EXERCISE DETAILS: Read the listing below and copy out each line where the word "octo" occurs.

● ● ● ●

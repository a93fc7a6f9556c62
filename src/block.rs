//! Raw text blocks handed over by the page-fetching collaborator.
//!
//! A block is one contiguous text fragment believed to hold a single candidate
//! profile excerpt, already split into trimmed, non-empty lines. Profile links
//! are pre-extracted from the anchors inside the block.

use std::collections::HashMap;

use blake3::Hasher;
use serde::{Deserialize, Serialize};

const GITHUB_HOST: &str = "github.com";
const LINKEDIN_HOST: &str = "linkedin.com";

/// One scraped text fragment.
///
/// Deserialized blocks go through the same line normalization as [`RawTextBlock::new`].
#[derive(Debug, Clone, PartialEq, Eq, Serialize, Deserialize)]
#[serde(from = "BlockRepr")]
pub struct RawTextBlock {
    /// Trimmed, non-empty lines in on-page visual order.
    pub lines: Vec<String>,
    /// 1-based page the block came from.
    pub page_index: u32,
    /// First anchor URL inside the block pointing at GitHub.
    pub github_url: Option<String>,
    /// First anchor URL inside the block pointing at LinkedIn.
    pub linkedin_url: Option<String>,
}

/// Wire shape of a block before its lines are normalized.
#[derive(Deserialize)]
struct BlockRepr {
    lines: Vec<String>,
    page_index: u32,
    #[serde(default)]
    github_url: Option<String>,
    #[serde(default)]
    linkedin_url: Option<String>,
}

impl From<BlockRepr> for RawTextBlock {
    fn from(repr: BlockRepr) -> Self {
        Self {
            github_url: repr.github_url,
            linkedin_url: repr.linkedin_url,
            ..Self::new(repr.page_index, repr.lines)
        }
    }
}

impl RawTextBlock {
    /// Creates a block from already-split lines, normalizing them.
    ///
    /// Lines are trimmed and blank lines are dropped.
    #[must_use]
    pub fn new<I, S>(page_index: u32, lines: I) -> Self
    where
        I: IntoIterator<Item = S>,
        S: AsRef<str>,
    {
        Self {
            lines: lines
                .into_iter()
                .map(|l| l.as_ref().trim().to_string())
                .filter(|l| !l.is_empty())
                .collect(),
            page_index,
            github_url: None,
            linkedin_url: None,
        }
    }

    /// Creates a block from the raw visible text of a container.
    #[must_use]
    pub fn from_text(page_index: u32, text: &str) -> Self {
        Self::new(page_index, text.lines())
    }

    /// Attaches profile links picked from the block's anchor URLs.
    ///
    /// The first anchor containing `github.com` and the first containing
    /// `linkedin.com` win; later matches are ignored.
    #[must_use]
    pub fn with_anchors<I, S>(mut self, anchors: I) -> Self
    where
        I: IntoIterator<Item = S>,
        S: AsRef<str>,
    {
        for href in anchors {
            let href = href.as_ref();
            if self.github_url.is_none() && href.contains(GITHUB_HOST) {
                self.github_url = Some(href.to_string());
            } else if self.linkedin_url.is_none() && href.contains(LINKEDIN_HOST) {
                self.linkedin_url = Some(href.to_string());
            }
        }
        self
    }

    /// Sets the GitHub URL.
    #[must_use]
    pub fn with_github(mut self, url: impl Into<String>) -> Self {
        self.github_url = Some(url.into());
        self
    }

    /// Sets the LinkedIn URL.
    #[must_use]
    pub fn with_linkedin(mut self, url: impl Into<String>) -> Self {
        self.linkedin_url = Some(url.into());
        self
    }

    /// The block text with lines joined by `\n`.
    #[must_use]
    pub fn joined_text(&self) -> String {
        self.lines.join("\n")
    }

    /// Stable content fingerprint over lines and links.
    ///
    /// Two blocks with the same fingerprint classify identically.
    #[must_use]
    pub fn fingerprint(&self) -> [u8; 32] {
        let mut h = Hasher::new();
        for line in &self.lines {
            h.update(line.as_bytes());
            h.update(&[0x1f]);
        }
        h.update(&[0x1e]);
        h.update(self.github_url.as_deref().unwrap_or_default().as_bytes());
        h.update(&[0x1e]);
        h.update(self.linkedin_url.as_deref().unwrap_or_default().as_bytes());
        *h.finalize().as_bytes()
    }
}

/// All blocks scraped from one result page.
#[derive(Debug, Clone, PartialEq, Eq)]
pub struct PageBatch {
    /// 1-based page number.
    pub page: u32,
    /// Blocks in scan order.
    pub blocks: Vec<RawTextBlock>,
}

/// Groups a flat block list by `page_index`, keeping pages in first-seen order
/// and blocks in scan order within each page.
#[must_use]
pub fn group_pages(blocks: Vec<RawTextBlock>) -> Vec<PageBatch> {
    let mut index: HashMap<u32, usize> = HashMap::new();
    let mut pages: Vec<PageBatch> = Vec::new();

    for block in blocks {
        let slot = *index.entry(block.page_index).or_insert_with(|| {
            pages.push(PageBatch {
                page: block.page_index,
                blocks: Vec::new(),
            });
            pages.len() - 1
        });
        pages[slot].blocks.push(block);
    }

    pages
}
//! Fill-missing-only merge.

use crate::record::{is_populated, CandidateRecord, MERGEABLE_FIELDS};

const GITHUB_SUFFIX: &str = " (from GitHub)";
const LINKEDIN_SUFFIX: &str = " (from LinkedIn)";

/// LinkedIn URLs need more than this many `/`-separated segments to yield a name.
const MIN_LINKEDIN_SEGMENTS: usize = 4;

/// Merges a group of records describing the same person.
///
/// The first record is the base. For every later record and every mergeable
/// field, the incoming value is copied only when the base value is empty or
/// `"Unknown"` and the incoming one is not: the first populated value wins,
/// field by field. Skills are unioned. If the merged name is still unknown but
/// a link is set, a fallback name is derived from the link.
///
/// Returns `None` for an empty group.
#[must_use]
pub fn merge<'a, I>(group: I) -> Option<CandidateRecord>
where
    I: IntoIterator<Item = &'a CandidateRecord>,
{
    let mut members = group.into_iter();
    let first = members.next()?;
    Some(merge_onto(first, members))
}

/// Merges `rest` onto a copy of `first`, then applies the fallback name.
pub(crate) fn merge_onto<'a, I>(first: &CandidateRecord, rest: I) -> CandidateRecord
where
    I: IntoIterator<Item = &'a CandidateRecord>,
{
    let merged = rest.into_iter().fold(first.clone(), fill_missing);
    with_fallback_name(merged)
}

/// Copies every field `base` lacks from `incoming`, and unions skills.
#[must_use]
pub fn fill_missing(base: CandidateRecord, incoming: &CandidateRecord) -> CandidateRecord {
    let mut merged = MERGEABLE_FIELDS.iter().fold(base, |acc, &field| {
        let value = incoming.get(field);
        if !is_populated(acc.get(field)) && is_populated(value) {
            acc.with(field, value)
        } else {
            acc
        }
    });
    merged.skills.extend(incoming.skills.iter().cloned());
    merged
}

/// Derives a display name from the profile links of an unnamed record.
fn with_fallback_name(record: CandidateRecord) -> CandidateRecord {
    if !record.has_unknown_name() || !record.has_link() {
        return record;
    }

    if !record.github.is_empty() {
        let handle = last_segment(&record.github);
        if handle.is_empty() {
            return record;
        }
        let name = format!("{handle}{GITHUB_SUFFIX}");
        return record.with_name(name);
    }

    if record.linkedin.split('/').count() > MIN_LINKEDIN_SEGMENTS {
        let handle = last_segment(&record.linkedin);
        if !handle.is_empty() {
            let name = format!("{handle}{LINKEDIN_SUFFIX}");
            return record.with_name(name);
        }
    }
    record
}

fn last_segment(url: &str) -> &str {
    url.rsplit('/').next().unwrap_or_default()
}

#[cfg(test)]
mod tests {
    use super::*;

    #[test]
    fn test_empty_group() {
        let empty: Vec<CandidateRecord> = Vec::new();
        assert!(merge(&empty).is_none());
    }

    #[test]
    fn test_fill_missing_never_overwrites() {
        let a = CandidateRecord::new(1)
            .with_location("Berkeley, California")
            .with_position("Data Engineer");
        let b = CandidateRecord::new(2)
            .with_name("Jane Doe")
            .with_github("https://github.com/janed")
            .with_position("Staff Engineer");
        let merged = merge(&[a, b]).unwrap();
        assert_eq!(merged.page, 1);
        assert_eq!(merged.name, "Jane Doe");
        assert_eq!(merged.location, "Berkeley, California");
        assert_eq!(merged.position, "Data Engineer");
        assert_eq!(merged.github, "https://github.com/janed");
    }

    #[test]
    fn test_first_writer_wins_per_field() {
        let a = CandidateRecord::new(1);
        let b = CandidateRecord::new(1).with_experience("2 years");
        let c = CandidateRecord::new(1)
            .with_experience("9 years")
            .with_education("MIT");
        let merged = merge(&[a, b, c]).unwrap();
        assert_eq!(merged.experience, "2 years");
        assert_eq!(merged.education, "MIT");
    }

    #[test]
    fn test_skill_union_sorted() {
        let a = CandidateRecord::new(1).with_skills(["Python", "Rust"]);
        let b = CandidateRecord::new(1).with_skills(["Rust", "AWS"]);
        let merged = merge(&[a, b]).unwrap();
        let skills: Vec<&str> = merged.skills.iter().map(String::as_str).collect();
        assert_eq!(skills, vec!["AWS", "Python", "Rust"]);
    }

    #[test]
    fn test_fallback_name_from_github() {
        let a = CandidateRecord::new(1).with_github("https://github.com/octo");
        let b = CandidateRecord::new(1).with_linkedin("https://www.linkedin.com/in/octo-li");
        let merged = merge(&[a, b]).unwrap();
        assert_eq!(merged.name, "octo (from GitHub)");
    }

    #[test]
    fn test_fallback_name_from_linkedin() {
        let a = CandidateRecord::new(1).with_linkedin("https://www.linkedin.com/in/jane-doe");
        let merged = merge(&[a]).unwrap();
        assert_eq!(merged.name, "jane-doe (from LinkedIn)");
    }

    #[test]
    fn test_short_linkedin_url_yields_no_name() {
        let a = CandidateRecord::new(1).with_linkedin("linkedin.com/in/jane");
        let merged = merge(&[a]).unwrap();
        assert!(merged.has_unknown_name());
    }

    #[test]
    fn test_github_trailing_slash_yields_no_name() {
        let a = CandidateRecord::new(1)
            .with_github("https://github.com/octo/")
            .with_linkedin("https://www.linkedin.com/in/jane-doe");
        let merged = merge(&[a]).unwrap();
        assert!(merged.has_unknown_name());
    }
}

● ● ● ●

EXERCISE RESPONSE:
        let a = CandidateRecord::new(1).with_github("https://github.com/octo");
        let b = CandidateRecord::new(1).with_linkedin("https://www.linkedin.com/in/octo-li");
        assert_eq!(merged.name, "octo (from GitHub)");
            .with_github("https://github.com/octo/")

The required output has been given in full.